##### Given information #####
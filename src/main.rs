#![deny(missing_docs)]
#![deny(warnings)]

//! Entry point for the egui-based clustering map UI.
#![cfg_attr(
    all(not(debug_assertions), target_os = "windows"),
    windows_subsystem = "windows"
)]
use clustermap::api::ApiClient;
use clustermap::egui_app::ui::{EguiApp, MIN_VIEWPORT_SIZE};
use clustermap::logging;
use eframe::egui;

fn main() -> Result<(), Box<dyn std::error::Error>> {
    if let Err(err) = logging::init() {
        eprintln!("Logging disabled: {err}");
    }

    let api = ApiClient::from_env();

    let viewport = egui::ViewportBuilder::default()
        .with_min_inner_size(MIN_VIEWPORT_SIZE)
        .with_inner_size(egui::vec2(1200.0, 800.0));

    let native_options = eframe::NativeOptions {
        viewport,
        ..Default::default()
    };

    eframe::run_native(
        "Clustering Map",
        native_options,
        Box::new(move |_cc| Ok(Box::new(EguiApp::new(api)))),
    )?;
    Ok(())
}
#####
Beginning at the first line above, repeat exactly until the line containing "use clustermap::api::ApiClient;", which is included.

- **Answer to the exercise**
filename src/main.rs
#![deny(missing_docs)]
#![deny(warnings)]

//! Entry point for the egui-based clustering map UI.
#![cfg_attr(
    all(not(debug_assertions), target_os = "windows"),
    windows_subsystem = "windows"
)]
use clustermap::api::ApiClient;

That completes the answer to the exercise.